This topic describes the offline asynchronous task scenarios of GPU-accelerated instances and how to use GPU-accelerated instances in asynchronous invocation and asynchronous task modes to process workloads in scenarios such as offline AI inference, AI training, and GPU acceleration. This topic also describes how to use a Custom Container runtime to meet the requirements of offline GPU-accelerated applications.
Introduction
Workloads in offline asynchronous scenarios have one or more of the following characteristics:
Long execution time
In most cases, tasks can be processed in minutes or hours. The tasks are not sensitive to response time.
Immediate responses
Responses are immediately returned after invocations are triggered. This way, the execution of the main logic is not blocked by time-consuming processes.

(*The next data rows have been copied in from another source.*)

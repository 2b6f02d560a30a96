//! In-memory capture of tracing events for test assertions

use std::collections::HashMap;
use std::sync::{Arc, Mutex, OnceLock};
use tracing::field::{Field, Visit};
use tracing::{Level, Subscriber};
use tracing_subscriber::layer::{Context, SubscriberExt};
use tracing_subscriber::registry::LookupSpan;
use tracing_subscriber::util::SubscriberInitExt;
use tracing_subscriber::Layer;

use crate::schema::{FIELD_COMPONENT, FIELD_EVENT, FIELD_OP};

/// A captured log event with all its fields
#[derive(Clone, Debug)]
pub struct CapturedEvent {
    pub level: Level,
    pub component: Option<String>,
    pub op: Option<String>,
    pub event: Option<String>,
    pub fields: HashMap<String, String>,
}

#[derive(Default)]
struct FieldVisitor {
    fields: HashMap<String, String>,
}

impl Visit for FieldVisitor {
    fn record_debug(&mut self, field: &Field, value: &dyn std::fmt::Debug) {
        self.fields
            .insert(field.name().to_string(), format!("{:?}", value));
    }

    fn record_str(&mut self, field: &Field, value: &str) {
        self.fields
            .insert(field.name().to_string(), value.to_string());
    }

    fn record_i64(&mut self, field: &Field, value: i64) {
        self.fields
            .insert(field.name().to_string(), value.to_string());
    }

    fn record_u64(&mut self, field: &Field, value: u64) {
        self.fields
            .insert(field.name().to_string(), value.to_string());
    }
}

struct CaptureLayer {
    events: Arc<Mutex<Vec<CapturedEvent>>>,
}

impl<S> Layer<S> for CaptureLayer
where
    S: Subscriber + for<'a> LookupSpan<'a>,
{
    fn on_event(&self, event: &tracing::Event<'_>, _ctx: Context<'_, S>) {
        let mut visitor = FieldVisitor::default();
        event.record(&mut visitor);

        let captured = CapturedEvent {
            level: *event.metadata().level(),
            component: visitor.fields.get(FIELD_COMPONENT).cloned(),
            op: visitor.fields.get(FIELD_OP).cloned(),
            event: visitor.fields.get(FIELD_EVENT).cloned(),
            fields: visitor.fields,
        };

        if let Ok(mut events) = self.events.lock() {
            events.push(captured);
        }
    }
}

/// Handle for reading captured events
#[derive(Clone)]
pub struct TestCapture {
    events: Arc<Mutex<Vec<CapturedEvent>>>,
}

impl TestCapture {
    /// All events captured so far
    pub fn events(&self) -> Vec<CapturedEvent> {
        self.events.lock().map(|e| e.clone()).unwrap_or_default()
    }

    /// Events emitted for one operation name
    pub fn events_for_op(&self, op: &str) -> Vec<CapturedEvent> {
        self.events()
            .into_iter()
            .filter(|e| e.op.as_deref() == Some(op))
            .collect()
    }

    /// # Panics
    ///
    /// Panics if no event with this op and event name was captured
    pub fn assert_event_exists(&self, op: &str, event: &str) {
        let matching = self
            .events_for_op(op)
            .iter()
            .filter(|e| e.event.as_deref() == Some(event))
            .count();
        assert!(
            matching > 0,
            "Expected event op={} event={} not found in {} captured events",
            op,
            event,
            self.events().len()
        );
    }
}

static GLOBAL_CAPTURE: OnceLock<TestCapture> = OnceLock::new();

/// Install the capture layer as the global subscriber (once) and return it
///
/// Tests share one capture, so assertions should filter by a unique op or
/// entity id.
pub fn init_test_capture() -> TestCapture {
    GLOBAL_CAPTURE
        .get_or_init(|| {
            let events = Arc::new(Mutex::new(Vec::new()));
            let layer = CaptureLayer {
                events: events.clone(),
            };
            let _ = tracing_subscriber::registry().with(layer).try_init();
            TestCapture { events }
        })
        .clone()
}
pub mod context;
pub mod schema;
pub mod sets;
use brickstore_core::mapping::{
    to_snake_case, AliasNamingStrategy, ColumnAliases, DefaultNamingStrategy, EntityType,
    NamingStrategy, PersistentProperty,
};
use brickstore_core::{LegoSet, Manual, Model};
use proptest::prelude::*;
use std::sync::Arc;

fn standard() -> AliasNamingStrategy {
    AliasNamingStrategy::new(ColumnAliases::standard())
}

#[test]
fn test_lego_set_physical_names() {
    let naming = standard();

    assert_eq!(naming.table_name(&LegoSet::ENTITY), "lego_set");
    assert_eq!(naming.column_name(&LegoSet::ID), "id");
    assert_eq!(naming.column_name(&LegoSet::NAME), "name");
    assert_eq!(naming.column_name(&LegoSet::MINIMUM_AGE), "min_age");
    assert_eq!(naming.column_name(&LegoSet::MAXIMUM_AGE), "max_age");
}

#[test]
fn test_child_tables() {
    let naming = standard();

    assert_eq!(naming.table_name(&Manual::ENTITY), "handbuch");
    assert_eq!(naming.reverse_column_name(&LegoSet::MANUAL), "handbuch_id");
    assert_eq!(naming.table_name(&Model::ENTITY), "model");
    assert_eq!(naming.reverse_column_name(&LegoSet::MODELS), "lego_set");
    assert_eq!(naming.key_column(&LegoSet::MODELS), "name");
}

#[test]
fn test_empty_aliases_match_default_strategy() {
    let aliased = AliasNamingStrategy::new(ColumnAliases::empty());
    let default = DefaultNamingStrategy;

    for property in [
        LegoSet::MAXIMUM_AGE,
        LegoSet::MINIMUM_AGE,
        LegoSet::MANUAL,
        LegoSet::MODELS,
        Manual::TEXT,
    ] {
        assert_eq!(aliased.column_name(&property), default.column_name(&property));
        assert_eq!(
            aliased.reverse_column_name(&property),
            default.reverse_column_name(&property)
        );
        assert_eq!(aliased.key_column(&property), default.key_column(&property));
    }
}

#[test]
fn test_shared_across_threads() {
    let naming = Arc::new(standard());
    let handles: Vec<_> = (0..4)
        .map(|_| {
            let naming = naming.clone();
            std::thread::spawn(move || {
                (0..100)
                    .map(|_| naming.column_name(&LegoSet::MAXIMUM_AGE))
                    .collect::<Vec<_>>()
            })
        })
        .collect();

    for handle in handles {
        assert!(handle.join().unwrap().iter().all(|name| name == "max_age"));
    }
}

fn leak(s: String) -> &'static str {
    Box::leak(s.into_boxed_str())
}

proptest! {
    #[test]
    fn prop_snake_case_is_lowercase_and_idempotent(name in "[a-z][a-zA-Z0-9]{0,20}") {
        let snake = to_snake_case(&name);
        prop_assert_eq!(snake.to_lowercase(), snake.clone());
        prop_assert_eq!(to_snake_case(&snake), snake);
    }

    #[test]
    fn prop_unmapped_properties_fall_back(name in "[a-z][a-zA-Z]{0,15}") {
        prop_assume!(!["intMaximumAge", "intMinimumAge", "manual", "models"].contains(&name.as_str()));

        let owner = EntityType::new("LegoSet");
        let property = PersistentProperty::new(owner, leak(name.clone()));
        let naming = standard();

        prop_assert_eq!(naming.column_name(&property), to_snake_case(&name));
        prop_assert_eq!(naming.reverse_column_name(&property), "lego_set");
        prop_assert_eq!(naming.key_column(&property), "lego_set_key");
    }

    #[test]
    fn prop_resolution_is_repeatable(name in "[a-z][a-zA-Z]{0,15}") {
        let property = PersistentProperty::new(Model::ENTITY, leak(name));
        let naming = standard();

        let first = (
            naming.column_name(&property),
            naming.reverse_column_name(&property),
            naming.key_column(&property),
        );
        let second = (
            naming.column_name(&property),
            naming.reverse_column_name(&property),
            naming.key_column(&property),
        );
        prop_assert_eq!(first, second);
    }
}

Real-time sensing of task status
The execution status of offline GPU tasks can be viewed in real time, and users can cancel running tasks.
Parallel processing
Offline GPU tasks process large amounts of data and require large amount of GPU resources. Parallel running speeds up the processing.
Data source integration
Offline GPU tasks require various data sources. During the execution processes, frequent interactions with multiple Alibaba Cloud storage services such as Object Storage Service (OSS) and Alibaba Cloud message services such as ApsaraMQ services are required. For more information, see Trigger overview.
Function Compute provides the following benefits for offline asynchronous workloads:
Simplified business architecture
Logic that is time-consuming, resource-intensive, or error-prone can be separated from main processes to improve the system response speed, resource utilization, and service availability.
Shortest execution path
Enterprises can build an asynchronous processing platform for AI applications based on the asynchronous GPU processing capabilities that are provided by Function Compute at low costs.
Adequate GPU resource supply
Function Compute provides abundant GPU resources and can deliver massive GPU computing resources within seconds when large-scale offline tasks arise. This prevents service interruptions caused by insufficient and delayed supply of GPU computing power. Function Compute is suitable for offline workloads with surges and declines, during which the traffic is unpredictable.
Data source integration
Function Compute supports various trigger sources, such as OSS and ApsaraMQ, to simplify data source interaction and processing.
How it works
After you deploy a GPU function, you can choose to submit offline GPU tasks by using the asynchronous invocation mode or asynchronous task mode. By default, Function Compute allocates on-demand GPU-accelerated instances to provide underlying infrastructure required for offline asynchronous application scenarios. You can also use provisioned GPU-accelerated instances. For more information, see Instance types and specifications.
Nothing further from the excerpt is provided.